§ **Exercise brief**: Read the data below line by line and copy each one with "broken" in it.

(Exercise data)

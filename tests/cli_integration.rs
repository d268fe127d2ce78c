//! Integration tests for the specflow CLI

use assert_cmd::cargo;
use assert_cmd::Command;
use predicates::prelude::*;
use std::fs;
use std::path::Path;
use std::process::{Child, Stdio};
use tempfile::TempDir;

/// Get a Command for the specflow binary
fn specflow() -> Command {
    Command::new(cargo::cargo_bin!("specflow"))
}

/// Command already pointed at `dir`
fn in_project(dir: &Path) -> Command {
    let mut cmd = specflow();
    cmd.arg("--project").arg(dir);
    cmd
}

/// Project whose `shell` stack runs one check that fails while `broken` exists.
fn project_with_shell_stack() -> TempDir {
    let temp = TempDir::new().unwrap();
    let config_dir = temp.path().join(".specflow");
    fs::create_dir_all(&config_dir).unwrap();
    fs::write(
        config_dir.join("config.toml"),
        r#"
[verification]
check_timeout_ms = 30000

[stacks.shell]
globs = ["*.sh"]
replace_defaults = true

[[stacks.shell.checks]]
name = "no-broken"
program = "sh"
args = ["-c", "test ! -f broken || { echo 'broken marker present'; exit 1; }"]
"#,
    )
    .unwrap();
    temp
}

/// Create `login`, review it Go, start implementing and finish one task.
fn ready_to_verify(dir: &Path) {
    in_project(dir)
        .args(["new", "login", "--description", "Add login"])
        .assert()
        .success();
    in_project(dir)
        .args(["review", "1", "--verdict", "go"])
        .assert()
        .success();
    in_project(dir).args(["implement", "login"]).assert().success();
    in_project(dir)
        .args(["task", "add", "001-login", "Render form"])
        .assert()
        .success();
    in_project(dir)
        .args(["task", "done", "1", "1"])
        .assert()
        .success();
}

/// Start the binary in the background, pointed at `dir`.
fn spawn_in_project(dir: &Path, args: &[&str]) -> Child {
    std::process::Command::new(cargo::cargo_bin!("specflow"))
        .arg("--project")
        .arg(dir)
        .args(args)
        .stdout(Stdio::null())
        .stderr(Stdio::piped())
        .spawn()
        .unwrap()
}

#[test]
fn test_help() {
    specflow()
        .arg("--help")
        .assert()
        .success()
        .stdout(predicate::str::contains("Verification-gated specification workflow"));
}

#[test]
fn test_version() {
    specflow()
        .arg("--version")
        .assert()
        .success()
        .stdout(predicate::str::contains("0.1.0"));
}

#[test]
fn test_new_assigns_sequential_ids() {
    let temp = TempDir::new().unwrap();

    in_project(temp.path())
        .args(["new", "login", "--priority", "high"])
        .assert()
        .success()
        .stdout(predicate::str::contains("001-login"));
    in_project(temp.path())
        .args(["new", "logout", "--builds-on", "login"])
        .assert()
        .success()
        .stdout(predicate::str::contains("002-logout"));

    assert!(temp.path().join(".specflow/specs/001-login.json").exists());
    assert!(temp.path().join(".specflow/specs/002-logout.json").exists());

    in_project(temp.path())
        .arg("list")
        .assert()
        .success()
        .stdout(predicate::str::contains("001-login"))
        .stdout(predicate::str::contains("002-logout"))
        .stdout(predicate::str::contains("high"));
}

#[test]
fn test_new_rejects_bad_slug() {
    let temp = TempDir::new().unwrap();

    in_project(temp.path())
        .args(["new", "Bad_Slug"])
        .assert()
        .failure()
        .code(2)
        .stderr(predicate::str::contains("Invalid slug"));
}

#[test]
fn test_unknown_record_is_not_found() {
    let temp = TempDir::new().unwrap();

    in_project(temp.path())
        .args(["show", "nothing"])
        .assert()
        .failure()
        .code(4);
}

#[test]
fn test_review_stop_keeps_draft_until_resumed() {
    let temp = TempDir::new().unwrap();
    in_project(temp.path()).args(["new", "login"]).assert().success();

    in_project(temp.path())
        .args(["review", "1", "--verdict", "stop", "--reason", "too vague"])
        .assert()
        .success()
        .stdout(predicate::str::contains("Drafting"))
        .stdout(predicate::str::contains("too vague"));

    in_project(temp.path())
        .args(["implement", "1"])
        .assert()
        .failure()
        .code(1);

    in_project(temp.path())
        .args(["resume", "1", "Only email login for now"])
        .assert()
        .success()
        .stdout(predicate::str::contains("Drafting"))
        .stdout(predicate::str::contains("Obstacle").not());
}

#[test]
fn test_feature_tasks_roll_up() {
    let temp = TempDir::new().unwrap();
    in_project(temp.path()).args(["new", "login"]).assert().success();
    in_project(temp.path())
        .args(["feature", "add", "1", "form", "--description", "Login form"])
        .assert()
        .success();
    in_project(temp.path())
        .args(["task", "add", "1", "Draw fields", "--feature", "form"])
        .assert()
        .success();
    in_project(temp.path())
        .args(["task", "add", "1", "Wire route"])
        .assert()
        .success();

    in_project(temp.path())
        .args(["show", "1"])
        .assert()
        .success()
        .stdout(predicate::str::contains("Feature form"))
        .stdout(predicate::str::contains("Draw fields"))
        .stdout(predicate::str::contains("0/2"));
}

#[test]
fn test_task_done_outside_implementing_is_rejected() {
    let temp = TempDir::new().unwrap();
    in_project(temp.path()).args(["new", "login"]).assert().success();
    in_project(temp.path())
        .args(["task", "add", "1", "Render form"])
        .assert()
        .success();

    in_project(temp.path())
        .args(["task", "done", "1", "#1"])
        .assert()
        .failure()
        .stderr(predicate::str::contains("Drafting"));
}

#[test]
fn test_verify_fail_fix_then_complete() {
    let temp = project_with_shell_stack();
    let dir = temp.path();
    ready_to_verify(dir);

    fs::write(dir.join("broken"), "").unwrap();
    in_project(dir)
        .args(["verify", "1", "--stack", "shell"])
        .assert()
        .failure()
        .code(6)
        .stdout(predicate::str::contains("no-broken"))
        .stdout(predicate::str::contains("broken marker present"));

    assert!(dir.join(".specflow/reports/001-login.json").exists());
    in_project(dir)
        .args(["show", "1"])
        .assert()
        .success()
        .stdout(predicate::str::contains("Fixing"))
        .stdout(predicate::str::contains("no-broken"));

    in_project(dir)
        .args(["fix", "1"])
        .assert()
        .success()
        .stdout(predicate::str::contains("Implementing"));

    // No ledger progress since the failed attempt.
    in_project(dir)
        .args(["verify", "1", "--stack", "shell"])
        .assert()
        .failure()
        .code(1);

    in_project(dir)
        .args(["task", "add", "1", "Remove marker"])
        .assert()
        .success();
    in_project(dir)
        .args(["task", "done", "1", "2"])
        .assert()
        .success();
    fs::remove_file(dir.join("broken")).unwrap();

    in_project(dir)
        .args(["verify", "1", "run.sh"])
        .assert()
        .success()
        .stdout(predicate::str::contains("All checks passed"))
        .stdout(predicate::str::contains("Completed"));

    assert!(!dir.join(".specflow/reports/001-login.json").exists());

    in_project(dir)
        .args(["task", "add", "1", "Too late"])
        .assert()
        .failure()
        .code(3);

    in_project(dir)
        .args(["journal", "verify"])
        .assert()
        .success()
        .stdout(predicate::str::contains("Journal intact"));
}

#[test]
fn test_verify_without_detectable_stack() {
    let temp = project_with_shell_stack();
    ready_to_verify(temp.path());

    in_project(temp.path())
        .args(["verify", "1", "notes.txt"])
        .assert()
        .failure()
        .code(2)
        .stderr(predicate::str::contains("--stack"));
}

#[test]
fn test_block_and_resume() {
    let temp = TempDir::new().unwrap();
    in_project(temp.path()).args(["new", "login"]).assert().success();

    in_project(temp.path())
        .args(["block", "1", "waiting on design"])
        .assert()
        .success()
        .stdout(predicate::str::contains("Blocked"));
    in_project(temp.path())
        .args(["list", "--status", "blocked"])
        .assert()
        .success()
        .stdout(predicate::str::contains("001-login"));
    in_project(temp.path())
        .args(["resume", "1", "design is in"])
        .assert()
        .success()
        .stdout(predicate::str::contains("Drafting"));

    in_project(temp.path())
        .args(["journal", "show", "--spec", "1"])
        .assert()
        .success()
        .stdout(predicate::str::contains("Drafting -> Blocked"))
        .stdout(predicate::str::contains("Blocked -> Drafting"));
}

#[test]
fn test_lineage_and_relations() {
    let temp = TempDir::new().unwrap();
    let dir = temp.path();
    in_project(dir).args(["new", "base"]).assert().success();
    in_project(dir)
        .args(["new", "middle", "--builds-on", "base"])
        .assert()
        .success();
    in_project(dir)
        .args(["new", "top", "--builds-on", "middle"])
        .assert()
        .success();

    in_project(dir)
        .args(["lineage", "top"])
        .assert()
        .success()
        .stdout(predicate::str::contains("002-middle"))
        .stdout(predicate::str::contains("001-base"));

    in_project(dir)
        .args(["relate", "base", "top"])
        .assert()
        .success();
    in_project(dir)
        .args(["show", "base", "--json"])
        .assert()
        .success()
        .stdout(predicate::str::contains("\"related_specs\""))
        .stdout(predicate::str::contains("003-top"));
}

#[test]
fn test_tampered_journal_is_reported() {
    let temp = TempDir::new().unwrap();
    in_project(temp.path()).args(["new", "login"]).assert().success();
    in_project(temp.path())
        .args(["block", "1", "hold"])
        .assert()
        .success();

    let journal = temp.path().join(".specflow/journal.jsonl");
    let contents = fs::read_to_string(&journal).unwrap();
    fs::write(&journal, contents.replace("hold", "held")).unwrap();

    in_project(temp.path())
        .args(["journal", "verify"])
        .assert()
        .failure()
        .code(2)
        .stderr(predicate::str::contains("Journal broken"));
}

#[test]
fn test_concurrent_verifications_of_one_stack() {
    let temp = TempDir::new().unwrap();
    let dir = temp.path();
    let config_dir = dir.join(".specflow");
    fs::create_dir_all(&config_dir).unwrap();
    fs::write(
        config_dir.join("config.toml"),
        r#"
[stacks.shell]
globs = ["*.sh"]
replace_defaults = true

[[stacks.shell.checks]]
name = "slow"
program = "sh"
args = ["-c", "sleep 2"]
"#,
    )
    .unwrap();

    for (slug, number) in [("login", "1"), ("logout", "2")] {
        in_project(dir).args(["new", slug]).assert().success();
        in_project(dir)
            .args(["review", number, "--verdict", "go"])
            .assert()
            .success();
        in_project(dir).args(["implement", number]).assert().success();
        in_project(dir)
            .args(["task", "add", number, "Do it"])
            .assert()
            .success();
        in_project(dir)
            .args(["task", "done", number, "1"])
            .assert()
            .success();
    }

    let first = spawn_in_project(dir, &["verify", "1", "--stack", "shell"]);
    let second = spawn_in_project(dir, &["verify", "2", "--stack", "shell"]);
    let mut codes = vec![
        first.wait_with_output().unwrap().status.code(),
        second.wait_with_output().unwrap().status.code(),
    ];
    codes.sort();
    assert_eq!(codes, vec![Some(0), Some(5)]);

    // The loser stays in Implementing and can try again.
    in_project(dir)
        .args(["list", "--status", "implementing"])
        .assert()
        .success()
        .stdout(predicate::str::contains("-log"));
    in_project(dir)
        .args(["journal", "verify"])
        .assert()
        .success();
}

#[test]
fn test_concurrent_new_assigns_distinct_ids() {
    let temp = TempDir::new().unwrap();
    let dir = temp.path();
    let slugs = ["alpha", "beta", "gamma", "delta"];

    let children: Vec<Child> = slugs
        .iter()
        .map(|slug| spawn_in_project(dir, &["new", slug]))
        .collect();
    for child in children {
        assert!(child.wait_with_output().unwrap().status.success());
    }

    let listed = in_project(dir).arg("list").assert().success();
    let stdout = String::from_utf8(listed.get_output().stdout.clone()).unwrap();
    for ordinal in ["001-", "002-", "003-", "004-"] {
        assert_eq!(stdout.matches(ordinal).count(), 1, "{stdout}");
    }
    for slug in slugs {
        assert!(stdout.contains(slug));
    }
}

(End Exercise data)

§ **Exercise answer**:
/// Project whose `shell` stack runs one check that fails while `broken` exists.
name = "no-broken"
args = ["-c", "test ! -f broken || { echo 'broken marker present'; exit 1; }"]
    fs::write(dir.join("broken"), "").unwrap();
        .stdout(predicate::str::contains("no-broken"))
        .stdout(predicate::str::contains("broken marker present"));
        .stdout(predicate::str::contains("no-broken"));
    fs::remove_file(dir.join("broken")).unwrap();
        .stderr(predicate::str::contains("Journal broken"));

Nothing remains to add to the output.